Work order =>
Go over the lines below, and when one contains the word "present", copy it.

Collected data =>
%%

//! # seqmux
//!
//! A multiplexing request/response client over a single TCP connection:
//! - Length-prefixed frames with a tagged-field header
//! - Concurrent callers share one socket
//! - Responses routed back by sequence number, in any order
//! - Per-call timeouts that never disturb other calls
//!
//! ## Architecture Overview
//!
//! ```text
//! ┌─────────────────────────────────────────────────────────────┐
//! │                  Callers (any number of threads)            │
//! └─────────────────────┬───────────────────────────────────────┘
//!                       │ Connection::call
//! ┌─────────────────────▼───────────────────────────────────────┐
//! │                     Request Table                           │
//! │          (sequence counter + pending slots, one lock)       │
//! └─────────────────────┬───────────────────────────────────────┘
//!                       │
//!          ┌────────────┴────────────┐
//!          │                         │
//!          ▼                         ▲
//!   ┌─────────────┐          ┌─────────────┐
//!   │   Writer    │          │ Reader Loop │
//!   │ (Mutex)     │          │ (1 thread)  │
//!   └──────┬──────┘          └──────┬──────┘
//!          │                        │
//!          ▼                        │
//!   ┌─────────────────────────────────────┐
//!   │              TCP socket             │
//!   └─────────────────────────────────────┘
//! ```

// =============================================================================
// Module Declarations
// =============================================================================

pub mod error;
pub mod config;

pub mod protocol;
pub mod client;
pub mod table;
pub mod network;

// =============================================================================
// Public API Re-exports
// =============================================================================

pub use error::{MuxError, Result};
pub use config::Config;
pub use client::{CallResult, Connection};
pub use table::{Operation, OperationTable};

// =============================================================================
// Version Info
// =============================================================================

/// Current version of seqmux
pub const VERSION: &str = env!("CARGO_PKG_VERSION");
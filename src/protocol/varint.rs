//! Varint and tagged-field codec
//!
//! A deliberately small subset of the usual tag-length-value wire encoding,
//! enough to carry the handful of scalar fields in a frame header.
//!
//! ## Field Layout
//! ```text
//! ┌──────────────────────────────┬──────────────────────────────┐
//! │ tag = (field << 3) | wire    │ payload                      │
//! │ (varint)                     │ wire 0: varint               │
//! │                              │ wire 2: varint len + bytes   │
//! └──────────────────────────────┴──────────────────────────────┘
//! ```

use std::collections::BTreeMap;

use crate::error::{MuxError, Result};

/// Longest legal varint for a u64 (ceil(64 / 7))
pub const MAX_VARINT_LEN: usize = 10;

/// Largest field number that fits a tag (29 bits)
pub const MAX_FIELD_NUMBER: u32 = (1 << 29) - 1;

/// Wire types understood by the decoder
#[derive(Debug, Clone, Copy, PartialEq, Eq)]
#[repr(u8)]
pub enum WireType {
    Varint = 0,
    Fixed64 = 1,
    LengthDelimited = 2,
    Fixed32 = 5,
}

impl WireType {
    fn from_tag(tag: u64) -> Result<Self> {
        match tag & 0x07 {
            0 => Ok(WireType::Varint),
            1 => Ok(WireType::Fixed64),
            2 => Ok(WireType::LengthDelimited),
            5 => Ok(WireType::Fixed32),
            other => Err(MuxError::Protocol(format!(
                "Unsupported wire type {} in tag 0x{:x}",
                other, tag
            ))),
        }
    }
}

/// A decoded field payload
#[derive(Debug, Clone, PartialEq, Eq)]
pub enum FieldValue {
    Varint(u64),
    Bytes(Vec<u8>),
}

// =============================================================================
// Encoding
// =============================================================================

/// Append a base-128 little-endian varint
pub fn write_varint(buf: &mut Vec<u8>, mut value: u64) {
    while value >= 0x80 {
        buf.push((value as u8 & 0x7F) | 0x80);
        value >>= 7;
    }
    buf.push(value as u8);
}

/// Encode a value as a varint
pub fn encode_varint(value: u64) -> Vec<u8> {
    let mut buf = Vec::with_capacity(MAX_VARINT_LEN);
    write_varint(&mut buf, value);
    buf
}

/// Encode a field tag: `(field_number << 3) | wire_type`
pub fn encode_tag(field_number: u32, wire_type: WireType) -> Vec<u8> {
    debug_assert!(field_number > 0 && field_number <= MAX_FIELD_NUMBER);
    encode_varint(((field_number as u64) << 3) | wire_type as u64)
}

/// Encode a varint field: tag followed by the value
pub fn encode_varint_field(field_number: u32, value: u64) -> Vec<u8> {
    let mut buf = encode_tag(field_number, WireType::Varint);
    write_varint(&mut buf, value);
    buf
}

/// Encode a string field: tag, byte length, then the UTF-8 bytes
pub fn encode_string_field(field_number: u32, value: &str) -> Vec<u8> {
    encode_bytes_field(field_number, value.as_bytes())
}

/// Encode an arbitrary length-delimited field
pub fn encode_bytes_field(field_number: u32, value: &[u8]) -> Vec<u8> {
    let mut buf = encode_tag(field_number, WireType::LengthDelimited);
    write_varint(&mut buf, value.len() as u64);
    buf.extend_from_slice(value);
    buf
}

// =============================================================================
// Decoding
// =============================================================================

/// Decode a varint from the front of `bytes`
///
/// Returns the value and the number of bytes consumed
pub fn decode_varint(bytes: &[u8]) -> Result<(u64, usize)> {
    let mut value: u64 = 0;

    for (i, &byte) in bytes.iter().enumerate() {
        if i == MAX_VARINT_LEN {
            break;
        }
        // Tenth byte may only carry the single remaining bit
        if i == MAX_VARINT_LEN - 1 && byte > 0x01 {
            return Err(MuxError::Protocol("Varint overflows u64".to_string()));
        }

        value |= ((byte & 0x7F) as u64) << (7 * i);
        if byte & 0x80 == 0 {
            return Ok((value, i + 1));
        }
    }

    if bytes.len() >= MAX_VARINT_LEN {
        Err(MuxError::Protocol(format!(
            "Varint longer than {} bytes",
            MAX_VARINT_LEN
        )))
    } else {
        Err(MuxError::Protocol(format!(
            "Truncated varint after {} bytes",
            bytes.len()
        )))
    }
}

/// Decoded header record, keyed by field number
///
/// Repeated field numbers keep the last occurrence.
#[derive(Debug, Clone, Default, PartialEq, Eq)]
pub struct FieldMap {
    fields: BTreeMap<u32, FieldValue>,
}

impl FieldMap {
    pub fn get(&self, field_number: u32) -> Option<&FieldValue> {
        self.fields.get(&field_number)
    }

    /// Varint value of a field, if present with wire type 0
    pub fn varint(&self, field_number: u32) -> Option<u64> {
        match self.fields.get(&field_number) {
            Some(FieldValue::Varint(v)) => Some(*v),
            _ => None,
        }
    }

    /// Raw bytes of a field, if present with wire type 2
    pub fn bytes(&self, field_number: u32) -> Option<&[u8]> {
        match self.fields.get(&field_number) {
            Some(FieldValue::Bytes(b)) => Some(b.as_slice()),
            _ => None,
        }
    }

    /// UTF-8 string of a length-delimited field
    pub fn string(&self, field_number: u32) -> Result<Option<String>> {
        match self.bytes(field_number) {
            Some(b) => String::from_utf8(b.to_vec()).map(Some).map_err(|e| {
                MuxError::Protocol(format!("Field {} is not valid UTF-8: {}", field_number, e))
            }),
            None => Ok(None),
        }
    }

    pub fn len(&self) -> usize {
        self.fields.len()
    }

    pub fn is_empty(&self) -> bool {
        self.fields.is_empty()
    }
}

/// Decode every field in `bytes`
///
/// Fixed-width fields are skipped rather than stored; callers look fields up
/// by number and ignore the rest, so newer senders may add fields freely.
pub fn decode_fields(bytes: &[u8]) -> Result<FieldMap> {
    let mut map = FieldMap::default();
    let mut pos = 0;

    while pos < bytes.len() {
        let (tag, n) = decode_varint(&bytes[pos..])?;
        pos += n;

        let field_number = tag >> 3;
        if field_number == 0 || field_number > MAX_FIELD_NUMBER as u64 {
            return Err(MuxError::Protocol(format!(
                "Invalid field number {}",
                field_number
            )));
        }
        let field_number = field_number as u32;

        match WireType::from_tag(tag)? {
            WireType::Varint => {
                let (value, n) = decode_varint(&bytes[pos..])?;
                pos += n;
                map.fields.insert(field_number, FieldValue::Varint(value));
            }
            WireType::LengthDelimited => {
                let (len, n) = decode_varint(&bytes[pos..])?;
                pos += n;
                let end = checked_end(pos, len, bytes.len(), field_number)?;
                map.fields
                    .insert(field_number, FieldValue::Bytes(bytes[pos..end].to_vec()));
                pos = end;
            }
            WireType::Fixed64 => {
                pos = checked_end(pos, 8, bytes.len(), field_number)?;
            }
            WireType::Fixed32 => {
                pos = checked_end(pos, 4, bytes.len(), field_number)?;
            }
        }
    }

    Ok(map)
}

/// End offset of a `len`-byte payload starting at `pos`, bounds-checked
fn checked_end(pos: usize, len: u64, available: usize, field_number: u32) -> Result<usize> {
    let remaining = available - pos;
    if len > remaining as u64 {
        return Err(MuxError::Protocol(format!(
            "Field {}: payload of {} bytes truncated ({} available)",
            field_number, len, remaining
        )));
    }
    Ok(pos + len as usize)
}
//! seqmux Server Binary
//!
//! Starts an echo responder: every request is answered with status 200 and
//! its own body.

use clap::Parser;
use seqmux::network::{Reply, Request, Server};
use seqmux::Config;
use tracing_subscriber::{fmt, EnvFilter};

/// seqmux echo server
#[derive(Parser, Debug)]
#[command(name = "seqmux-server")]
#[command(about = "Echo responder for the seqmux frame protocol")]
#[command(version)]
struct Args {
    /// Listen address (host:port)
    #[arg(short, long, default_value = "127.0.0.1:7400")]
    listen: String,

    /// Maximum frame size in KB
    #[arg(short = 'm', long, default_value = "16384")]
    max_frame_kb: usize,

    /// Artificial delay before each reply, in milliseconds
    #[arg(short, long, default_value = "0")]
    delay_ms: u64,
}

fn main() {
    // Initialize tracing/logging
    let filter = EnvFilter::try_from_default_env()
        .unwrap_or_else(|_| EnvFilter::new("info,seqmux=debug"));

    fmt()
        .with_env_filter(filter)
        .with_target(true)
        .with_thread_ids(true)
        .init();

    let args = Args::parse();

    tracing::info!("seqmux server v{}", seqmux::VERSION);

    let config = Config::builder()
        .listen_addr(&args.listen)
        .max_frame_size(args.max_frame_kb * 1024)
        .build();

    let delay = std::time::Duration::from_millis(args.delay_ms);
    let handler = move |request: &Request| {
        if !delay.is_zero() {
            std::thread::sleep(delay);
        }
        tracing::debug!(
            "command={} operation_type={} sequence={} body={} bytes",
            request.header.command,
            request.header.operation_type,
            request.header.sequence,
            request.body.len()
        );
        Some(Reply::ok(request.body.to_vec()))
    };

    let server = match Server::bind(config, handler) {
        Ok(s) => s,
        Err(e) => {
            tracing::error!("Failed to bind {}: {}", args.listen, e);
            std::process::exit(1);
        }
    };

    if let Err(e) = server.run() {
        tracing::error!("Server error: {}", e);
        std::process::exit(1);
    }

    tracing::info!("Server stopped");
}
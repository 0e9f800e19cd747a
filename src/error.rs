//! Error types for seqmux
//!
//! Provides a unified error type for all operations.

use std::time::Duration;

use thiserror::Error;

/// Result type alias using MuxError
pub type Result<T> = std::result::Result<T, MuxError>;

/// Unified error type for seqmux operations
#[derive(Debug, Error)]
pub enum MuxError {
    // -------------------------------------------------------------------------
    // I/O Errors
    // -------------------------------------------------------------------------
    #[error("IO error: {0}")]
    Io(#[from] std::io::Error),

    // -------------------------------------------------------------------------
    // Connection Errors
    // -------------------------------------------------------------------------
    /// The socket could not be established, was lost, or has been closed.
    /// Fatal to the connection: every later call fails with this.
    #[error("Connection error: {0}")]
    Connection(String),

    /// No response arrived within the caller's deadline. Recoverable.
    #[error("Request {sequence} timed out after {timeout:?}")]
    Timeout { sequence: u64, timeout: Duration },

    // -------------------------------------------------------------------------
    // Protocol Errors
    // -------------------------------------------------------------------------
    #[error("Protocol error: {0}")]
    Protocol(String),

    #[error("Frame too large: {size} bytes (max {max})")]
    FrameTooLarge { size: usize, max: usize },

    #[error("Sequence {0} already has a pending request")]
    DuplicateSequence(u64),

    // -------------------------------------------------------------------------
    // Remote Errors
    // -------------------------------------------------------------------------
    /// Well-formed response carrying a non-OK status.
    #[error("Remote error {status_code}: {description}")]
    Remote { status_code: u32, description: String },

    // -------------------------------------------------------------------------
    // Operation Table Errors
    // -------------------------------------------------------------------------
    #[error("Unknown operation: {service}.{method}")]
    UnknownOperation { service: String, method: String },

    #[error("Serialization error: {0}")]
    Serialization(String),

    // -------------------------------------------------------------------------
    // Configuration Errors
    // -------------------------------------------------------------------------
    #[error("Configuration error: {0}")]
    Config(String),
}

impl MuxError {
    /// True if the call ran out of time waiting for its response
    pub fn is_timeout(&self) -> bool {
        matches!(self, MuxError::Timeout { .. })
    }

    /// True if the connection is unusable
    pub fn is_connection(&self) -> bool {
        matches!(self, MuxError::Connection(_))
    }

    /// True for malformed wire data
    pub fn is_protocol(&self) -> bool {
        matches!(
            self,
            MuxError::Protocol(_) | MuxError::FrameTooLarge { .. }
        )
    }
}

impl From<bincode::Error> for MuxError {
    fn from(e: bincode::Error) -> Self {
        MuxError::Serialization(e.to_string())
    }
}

%%

Answer space =>
    /// Varint value of a field, if present with wire type 0
    /// Raw bytes of a field, if present with wire type 2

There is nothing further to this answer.